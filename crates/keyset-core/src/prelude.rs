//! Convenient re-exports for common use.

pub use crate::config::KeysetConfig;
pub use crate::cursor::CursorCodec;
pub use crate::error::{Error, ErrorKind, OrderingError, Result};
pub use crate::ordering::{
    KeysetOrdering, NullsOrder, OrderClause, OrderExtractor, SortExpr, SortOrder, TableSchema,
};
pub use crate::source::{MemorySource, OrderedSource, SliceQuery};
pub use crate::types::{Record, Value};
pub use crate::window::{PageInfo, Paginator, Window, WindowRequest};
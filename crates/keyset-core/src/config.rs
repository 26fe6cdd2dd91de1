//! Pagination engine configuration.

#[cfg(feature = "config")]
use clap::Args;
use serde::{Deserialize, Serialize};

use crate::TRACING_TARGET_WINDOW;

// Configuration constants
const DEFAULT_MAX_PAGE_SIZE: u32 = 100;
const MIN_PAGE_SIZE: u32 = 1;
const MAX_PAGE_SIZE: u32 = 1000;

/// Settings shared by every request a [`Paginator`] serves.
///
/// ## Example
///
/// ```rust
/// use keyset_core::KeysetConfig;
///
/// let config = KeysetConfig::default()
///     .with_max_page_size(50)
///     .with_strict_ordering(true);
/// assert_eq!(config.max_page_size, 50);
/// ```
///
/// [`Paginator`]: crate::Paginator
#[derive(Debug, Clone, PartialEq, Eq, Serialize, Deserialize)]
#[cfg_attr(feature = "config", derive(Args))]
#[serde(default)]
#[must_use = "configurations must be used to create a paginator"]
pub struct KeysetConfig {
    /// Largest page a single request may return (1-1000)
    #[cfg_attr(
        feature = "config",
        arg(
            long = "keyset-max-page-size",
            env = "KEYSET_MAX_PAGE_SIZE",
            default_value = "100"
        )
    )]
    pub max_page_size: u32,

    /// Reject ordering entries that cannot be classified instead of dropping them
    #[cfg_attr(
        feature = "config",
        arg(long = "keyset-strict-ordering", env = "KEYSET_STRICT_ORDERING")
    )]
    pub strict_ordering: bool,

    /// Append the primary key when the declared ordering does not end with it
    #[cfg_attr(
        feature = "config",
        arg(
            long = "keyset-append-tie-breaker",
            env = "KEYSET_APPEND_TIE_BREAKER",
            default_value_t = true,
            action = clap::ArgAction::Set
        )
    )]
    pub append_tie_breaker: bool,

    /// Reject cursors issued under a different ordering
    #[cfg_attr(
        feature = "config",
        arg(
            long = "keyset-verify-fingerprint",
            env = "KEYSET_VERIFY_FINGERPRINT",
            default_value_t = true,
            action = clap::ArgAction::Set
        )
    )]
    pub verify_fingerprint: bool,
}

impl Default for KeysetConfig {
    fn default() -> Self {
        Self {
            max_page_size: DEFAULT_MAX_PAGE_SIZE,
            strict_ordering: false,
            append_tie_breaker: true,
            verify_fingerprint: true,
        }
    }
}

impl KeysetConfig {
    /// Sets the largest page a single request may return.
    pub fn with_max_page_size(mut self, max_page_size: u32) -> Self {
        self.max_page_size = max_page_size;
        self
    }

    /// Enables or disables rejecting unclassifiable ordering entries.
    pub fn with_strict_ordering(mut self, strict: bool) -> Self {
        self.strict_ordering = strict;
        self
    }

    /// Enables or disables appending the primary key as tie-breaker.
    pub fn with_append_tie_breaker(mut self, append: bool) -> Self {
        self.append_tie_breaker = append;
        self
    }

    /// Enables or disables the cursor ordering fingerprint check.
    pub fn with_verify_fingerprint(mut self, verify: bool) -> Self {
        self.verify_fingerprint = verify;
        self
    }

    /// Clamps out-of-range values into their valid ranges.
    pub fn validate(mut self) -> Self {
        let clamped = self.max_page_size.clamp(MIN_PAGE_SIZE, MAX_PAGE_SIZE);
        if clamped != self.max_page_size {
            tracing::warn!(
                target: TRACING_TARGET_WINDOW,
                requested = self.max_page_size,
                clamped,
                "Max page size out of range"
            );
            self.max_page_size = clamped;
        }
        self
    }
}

━━━

> [Activity]: Using the listing above, please repeat every entry exactly.

> [The answer]:
filename crates/keyset-core/src/prelude.rs
//! Convenient re-exports for common use.

pub use crate::config::KeysetConfig;
pub use crate::cursor::CursorCodec;
pub use crate::error::{Error, ErrorKind, OrderingError, Result};
pub use crate::ordering::{
    KeysetOrdering, NullsOrder, OrderClause, OrderExtractor, SortExpr, SortOrder, TableSchema,
};
pub use crate::source::{MemorySource, OrderedSource, SliceQuery};
pub use crate::types::{Record, Value};
pub use crate::window::{PageInfo, Paginator, Window, WindowRequest};
filename crates/keyset-core/src/config.rs
repository 26fe6cdd2dd91de1
//! Pagination engine configuration.

#[cfg(feature = "config")]
use clap::Args;
use serde::{Deserialize, Serialize};

use crate::TRACING_TARGET_WINDOW;

// Configuration constants
const DEFAULT_MAX_PAGE_SIZE: u32 = 100;
const MIN_PAGE_SIZE: u32 = 1;
const MAX_PAGE_SIZE: u32 = 1000;

/// Settings shared by every request a [`Paginator`] serves.
///
/// ## Example
///
/// ```rust
/// use keyset_core::KeysetConfig;
///
/// let config = KeysetConfig::default()
///     .with_max_page_size(50)
///     .with_strict_ordering(true);
/// assert_eq!(config.max_page_size, 50);
/// ```
///
/// [`Paginator`]: crate::Paginator
#[derive(Debug, Clone, PartialEq, Eq, Serialize, Deserialize)]
#[cfg_attr(feature = "config", derive(Args))]
#[serde(default)]
#[must_use = "configurations must be used to create a paginator"]
pub struct KeysetConfig {
    /// Largest page a single request may return (1-1000)
    #[cfg_attr(
        feature = "config",
        arg(
            long = "keyset-max-page-size",
            env = "KEYSET_MAX_PAGE_SIZE",
            default_value = "100"
        )
    )]
    pub max_page_size: u32,

    /// Reject ordering entries that cannot be classified instead of dropping them
    #[cfg_attr(
        feature = "config",
        arg(long = "keyset-strict-ordering", env = "KEYSET_STRICT_ORDERING")
    )]
    pub strict_ordering: bool,

    /// Append the primary key when the declared ordering does not end with it
    #[cfg_attr(
        feature = "config",
        arg(
            long = "keyset-append-tie-breaker",
            env = "KEYSET_APPEND_TIE_BREAKER",
            default_value_t = true,
            action = clap::ArgAction::Set
        )
    )]
    pub append_tie_breaker: bool,

    /// Reject cursors issued under a different ordering
    #[cfg_attr(
        feature = "config",
        arg(
            long = "keyset-verify-fingerprint",
            env = "KEYSET_VERIFY_FINGERPRINT",
            default_value_t = true,
            action = clap::ArgAction::Set
        )
    )]
    pub verify_fingerprint: bool,
}

impl Default for KeysetConfig {
    fn default() -> Self {
        Self {
            max_page_size: DEFAULT_MAX_PAGE_SIZE,
            strict_ordering: false,
            append_tie_breaker: true,
            verify_fingerprint: true,
        }
    }
}

impl KeysetConfig {
    /// Sets the largest page a single request may return.
    pub fn with_max_page_size(mut self, max_page_size: u32) -> Self {
        self.max_page_size = max_page_size;
        self
    }

    /// Enables or disables rejecting unclassifiable ordering entries.
    pub fn with_strict_ordering(mut self, strict: bool) -> Self {
        self.strict_ordering = strict;
        self
    }

    /// Enables or disables appending the primary key as tie-breaker.
    pub fn with_append_tie_breaker(mut self, append: bool) -> Self {
        self.append_tie_breaker = append;
        self
    }

    /// Enables or disables the cursor ordering fingerprint check.
    pub fn with_verify_fingerprint(mut self, verify: bool) -> Self {
        self.verify_fingerprint = verify;
        self
    }

    /// Clamps out-of-range values into their valid ranges.
    pub fn validate(mut self) -> Self {
        let clamped = self.max_page_size.clamp(MIN_PAGE_SIZE, MAX_PAGE_SIZE);
        if clamped != self.max_page_size {
            tracing::warn!(
                target: TRACING_TARGET_WINDOW,
                requested = self.max_page_size,
                clamped,
                "Max page size out of range"
            );
            self.max_page_size = clamped;
        }
        self
    }
}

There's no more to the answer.